Activity: Among the records below, find the lines that contain "struct" and copy each of them.

(Records drawn from a dataset)
==============================

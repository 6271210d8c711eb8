//! Reconciliation sweep over pool workers
//!
//! Each sweep lists every worker, picks the ones that are offline and
//! flagged for deletion, and either drops their record (VM already gone)
//! or asks the cloud to deprovision them under a retry policy.

use std::any::Any;
use std::future::Future;
use std::panic::AssertUnwindSafe;
use std::sync::Arc;

use futures::{FutureExt, StreamExt};
use serde::{Deserialize, Serialize};
use tokio_util::sync::CancellationToken;
use tracing::{debug, error, info, instrument, trace, warn, Span};
use uuid::Uuid;

use super::report::{SkipReason, SweepReport, WorkerAction};
use crate::inventory::{CloudProvider, VmRef, Worker, WorkerInventory};
use crate::reliability::{Cancelled, Outcome, RetryExecutor, RetryPolicy};

/// Sweep configuration
#[derive(Debug, Clone, Serialize, Deserialize, PartialEq, Eq)]
pub struct SweepConfig {
    /// Policy for the deprovision call
    pub deprovision_policy: RetryPolicy,

    /// Workers reconciled at the same time
    pub max_concurrency: usize,
}

impl Default for SweepConfig {
    fn default() -> Self {
        Self {
            deprovision_policy: RetryPolicy::deprovision(),
            max_concurrency: 4,
        }
    }
}

impl SweepConfig {
    /// Create a configuration with defaults
    pub fn new() -> Self {
        Self::default()
    }

    /// Set the deprovision retry policy
    pub fn with_deprovision_policy(mut self, policy: RetryPolicy) -> Self {
        self.deprovision_policy = policy;
        self
    }

    /// Set maximum concurrency
    pub fn with_max_concurrency(mut self, max: usize) -> Self {
        self.max_concurrency = max.max(1);
        self
    }
}

/// Whether a worker is up for cleanup
#[derive(Debug, Clone, Copy, PartialEq, Eq)]
pub enum Eligibility<'a> {
    Skip(SkipReason),
    /// Offline, flagged for deletion, backed by this VM
    Candidate(&'a VmRef),
}

/// Decide whether the sweep should act on a worker
pub fn classify(worker: &Worker) -> Eligibility<'_> {
    let Some(vm) = worker.vm.as_ref() else {
        return Eligibility::Skip(SkipReason::NotCloudBacked);
    };

    if !worker.is_offline() {
        Eligibility::Skip(SkipReason::Online)
    } else if !worker.is_delete_requested() {
        Eligibility::Skip(SkipReason::NotFlagged)
    } else {
        Eligibility::Candidate(vm)
    }
}

/// Garbage-collects offline workers flagged for deletion
///
/// # Example
///
/// ```ignore
/// use fleetsweep_reaper::{ReconcilerSweep, SweepConfig};
///
/// let sweep = ReconcilerSweep::new(inventory, cloud, SweepConfig::default());
/// let report = sweep.run(&cancel).await;
/// ```
pub struct ReconcilerSweep {
    inventory: Arc<dyn WorkerInventory>,
    cloud: Arc<dyn CloudProvider>,
    executor: RetryExecutor,
    config: SweepConfig,
}

impl ReconcilerSweep {
    /// Create a sweep over the given collaborators
    pub fn new(
        inventory: Arc<dyn WorkerInventory>,
        cloud: Arc<dyn CloudProvider>,
        config: SweepConfig,
    ) -> Self {
        Self {
            inventory,
            cloud,
            executor: RetryExecutor::new(config.deprovision_policy.clone()),
            config,
        }
    }

    pub fn config(&self) -> &SweepConfig {
        &self.config
    }

    /// Run one sweep over every known worker
    ///
    /// Never fails: per-worker problems are logged and counted in the
    /// returned report. When `cancel` fires, no further worker is started,
    /// in-flight calls are abandoned and the report is marked interrupted.
    #[instrument(skip_all, fields(sweep_id = tracing::field::Empty))]
    pub async fn run(&self, cancel: &CancellationToken) -> SweepReport {
        let mut report = SweepReport::new(Uuid::now_v7());
        Span::current().record("sweep_id", tracing::field::display(report.sweep_id));

        let workers = match cancellable(cancel, self.inventory.list_workers()).await {
            Ok(Ok(workers)) => workers,
            Ok(Err(e)) => {
                error!(error = %e, "Failed to list workers, skipping sweep");
                report.inventory_unavailable = true;
                return conclude(report);
            }
            Err(Cancelled) => {
                info!("Sweep cancelled before listing workers");
                report.interrupted = true;
                return conclude(report);
            }
        };

        debug!(workers = workers.len(), "Listed workers");

        let mut results = futures::stream::iter(workers)
            .map(|worker| self.reconcile_isolated(worker, cancel))
            .buffer_unordered(self.config.max_concurrency.max(1));

        while let Some(result) = results.next().await {
            match result {
                Ok(action) => report.record(action),
                Err(Cancelled) => report.interrupted = true,
            }
        }

        conclude(report)
    }

    /// Reconcile one worker
    ///
    /// Returns [`Cancelled`] only when `cancel` fires; every other failure
    /// is logged and folded into the returned action.
    pub async fn reconcile(
        &self,
        worker: &Worker,
        cancel: &CancellationToken,
    ) -> Result<WorkerAction, Cancelled> {
        let vm = match classify(worker) {
            Eligibility::Skip(reason) => {
                trace!(worker = %worker.name, ?reason, "Skipping worker");
                return Ok(WorkerAction::Skipped { reason });
            }
            Eligibility::Candidate(vm) => vm,
        };

        let exists = match cancellable(cancel, self.cloud.vm_exists(vm)).await? {
            Ok(exists) => exists,
            Err(e) => {
                warn!(
                    worker = %worker.name,
                    vm = %vm,
                    error = %e,
                    "VM existence check failed, skipping worker this sweep"
                );
                return Ok(WorkerAction::ExistenceCheckFailed);
            }
        };

        if !exists {
            let action = match cancellable(cancel, self.inventory.remove_worker(worker)).await? {
                Ok(()) => {
                    info!(worker = %worker.name, vm = %vm, "Backing VM is gone, removed worker record");
                    WorkerAction::RecordRemoved
                }
                Err(e) => {
                    warn!(worker = %worker.name, error = %e, "Failed to remove worker record");
                    WorkerAction::RecordRemovalFailed
                }
            };
            return Ok(action);
        }

        let cloud = &self.cloud;
        let outcome = self
            .executor
            .execute(|| cloud.deprovision(worker), cancel)
            .await?;

        let action = match outcome {
            Outcome::Success { attempts, .. } => {
                info!(worker = %worker.name, vm = %vm, attempts, "Deprovision triggered");
                WorkerAction::Deprovisioned { attempts }
            }
            Outcome::Failure(failure) => {
                warn!(
                    worker = %worker.name,
                    vm = %vm,
                    attempts = failure.attempts,
                    error = %failure.cause,
                    "Failed to deprovision worker"
                );
                WorkerAction::DeprovisionFailed {
                    attempts: failure.attempts,
                }
            }
        };

        Ok(action)
    }

    /// Reconcile one worker, containing panics to that worker
    async fn reconcile_isolated(
        &self,
        worker: Worker,
        cancel: &CancellationToken,
    ) -> Result<WorkerAction, Cancelled> {
        if cancel.is_cancelled() {
            return Err(Cancelled);
        }

        match AssertUnwindSafe(self.reconcile(&worker, cancel))
            .catch_unwind()
            .await
        {
            Ok(result) => result,
            Err(payload) => {
                error!(
                    worker = %worker.name,
                    panic = %panic_message(payload.as_ref()),
                    "Worker reconciliation panicked"
                );
                Ok(WorkerAction::Panicked)
            }
        }
    }
}

/// Race a future against the cancellation token
async fn cancellable<F: Future>(
    cancel: &CancellationToken,
    future: F,
) -> Result<F::Output, Cancelled> {
    tokio::select! {
        biased;
        _ = cancel.cancelled() => Err(Cancelled),
        output = future => Ok(output),
    }
}

fn panic_message(payload: &(dyn Any + Send)) -> String {
    if let Some(s) = payload.downcast_ref::<&str>() {
        (*s).to_string()
    } else if let Some(s) = payload.downcast_ref::<String>() {
        s.clone()
    } else {
        "unknown panic".to_string()
    }
}

/// Stamp the report and emit the one summary line every sweep ends with
fn conclude(mut report: SweepReport) -> SweepReport {
    report.finish();
    info!(
        examined = report.examined(),
        skipped = report.skipped,
        records_removed = report.records_removed,
        deprovisioned = report.deprovisioned,
        failures = report.failures(),
        interrupted = report.interrupted,
        duration_ms = report.duration_ms().unwrap_or_default(),
        inventory_unavailable = report.inventory_unavailable,
        "Sweep completed"
    );
    report
}
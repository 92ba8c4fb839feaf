//! Test helpers: a builder for scripted games and a screen that records
//! draw calls.

#![allow(dead_code)]

use dungeon::{Direction, FloorMap, GridPosition, Obstacle, ObstacleKind, Registry};
use hero::ScriptedDice;
use save::{MemoryStore, SaveSystem};
use tiny_dungeon_rpg::{
    config::GameConfig,
    input::Buttons,
    render::{Audio, FieldView, LogAudio, Screen},
    Game,
};

pub const START: GridPosition = GridPosition::new(8, 21, 0);

/// Builder for deterministic games on an open walled map.
pub struct TestGameBuilder {
    config: GameConfig,
    obstacles: Vec<Obstacle>,
    talks: Vec<(&'static str, Vec<String>)>,
    map: FloorMap,
    audio: Box<dyn Audio>,
    store: MemoryStore,
    dice: ScriptedDice,
}

impl TestGameBuilder {
    pub fn new() -> Self {
        Self {
            config: GameConfig::default(),
            obstacles: Vec::new(),
            talks: Vec::new(),
            map: FloorMap::walled(32, 32, 5),
            audio: Box::new(LogAudio),
            store: MemoryStore::new(),
            dice: ScriptedDice::new(),
        }
    }

    pub fn start(mut self, start: GridPosition) -> Self {
        self.config.start = start;
        self
    }

    pub fn obstacle(mut self, id: &'static str, pos: GridPosition, kind: ObstacleKind, value: u32) -> Self {
        self.obstacles.push(Obstacle { id, pos, kind, value });
        self
    }

    pub fn talk(mut self, id: &'static str, lines: &[&str]) -> Self {
        self.talks.push((id, lines.iter().map(|l| l.to_string()).collect()));
        self
    }

    pub fn map(mut self, map: FloorMap) -> Self {
        self.map = map;
        self
    }

    pub fn audio(mut self, audio: impl Audio + 'static) -> Self {
        self.audio = Box::new(audio);
        self
    }

    pub fn store(mut self, store: MemoryStore) -> Self {
        self.store = store;
        self
    }

    pub fn dice(mut self, dice: ScriptedDice) -> Self {
        self.dice = dice;
        self
    }

    pub fn build(self) -> Game<ScriptedDice> {
        Game::new(
            self.config,
            Registry::from_parts(self.obstacles, self.talks),
            Box::new(self.map),
            self.audio,
            SaveSystem::new(self.store),
            self.dice,
        )
    }
}

/// One tick with the buttons down, then one with everything released.
pub fn press(game: &mut Game<ScriptedDice>, buttons: Buttons) {
    game.tick(buttons);
    game.tick(Buttons::none());
}

pub fn press_dir(game: &mut Game<ScriptedDice>, dir: Direction) {
    press(game, Buttons::held(dir));
}

/// Holds `dir` until the step in progress lands.
pub fn walk(game: &mut Game<ScriptedDice>, dir: Direction) {
    game.tick(Buttons::held(dir));
    let mut ticks = 0;
    while game.field().is_moving() {
        game.tick(Buttons::held(dir));
        ticks += 1;
        assert!(ticks < 16, "step never finished");
    }
    game.tick(Buttons::none());
}

/// Picks "New" on the title screen.
pub fn start_new_game(game: &mut Game<ScriptedDice>) {
    press(game, Buttons::confirm());
}

#[derive(Clone, Debug, PartialEq, Eq)]
pub enum DrawCall {
    Panel { x1: u16, y1: u16, x2: u16, y2: u16, lines: Vec<String> },
    Selector { columns: Vec<u16>, row: u16, selected: usize },
    Field(FieldView),
    Portrait { portrait: u8, name: String },
}

/// Screen that remembers every call.
#[derive(Debug, Default)]
pub struct RecordingScreen {
    pub calls: Vec<DrawCall>,
}

impl RecordingScreen {
    pub fn panels(&self) -> impl Iterator<Item = &[String]> {
        self.calls.iter().filter_map(|c| match c {
            DrawCall::Panel { lines, .. } => Some(lines.as_slice()),
            _ => None,
        })
    }
}

impl Screen for RecordingScreen {
    fn draw_panel(&mut self, x1: u16, y1: u16, x2: u16, y2: u16, lines: &[String]) {
        self.calls.push(DrawCall::Panel {
            x1,
            y1,
            x2,
            y2,
            lines: lines.to_vec(),
        });
    }

    fn draw_selector(&mut self, columns: &[u16], row: u16, selected: usize) {
        self.calls.push(DrawCall::Selector {
            columns: columns.to_vec(),
            row,
            selected,
        });
    }

    fn draw_field(&mut self, view: &FieldView) {
        self.calls.push(DrawCall::Field(view.clone()));
    }

    fn draw_portrait(&mut self, portrait: u8, name: &str) {
        self.calls.push(DrawCall::Portrait {
            portrait,
            name: name.to_string(),
        });
    }
}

==============================

Finished exercise:
pub struct SweepConfig {
pub struct ReconcilerSweep {
pub struct TestGameBuilder {
pub struct RecordingScreen {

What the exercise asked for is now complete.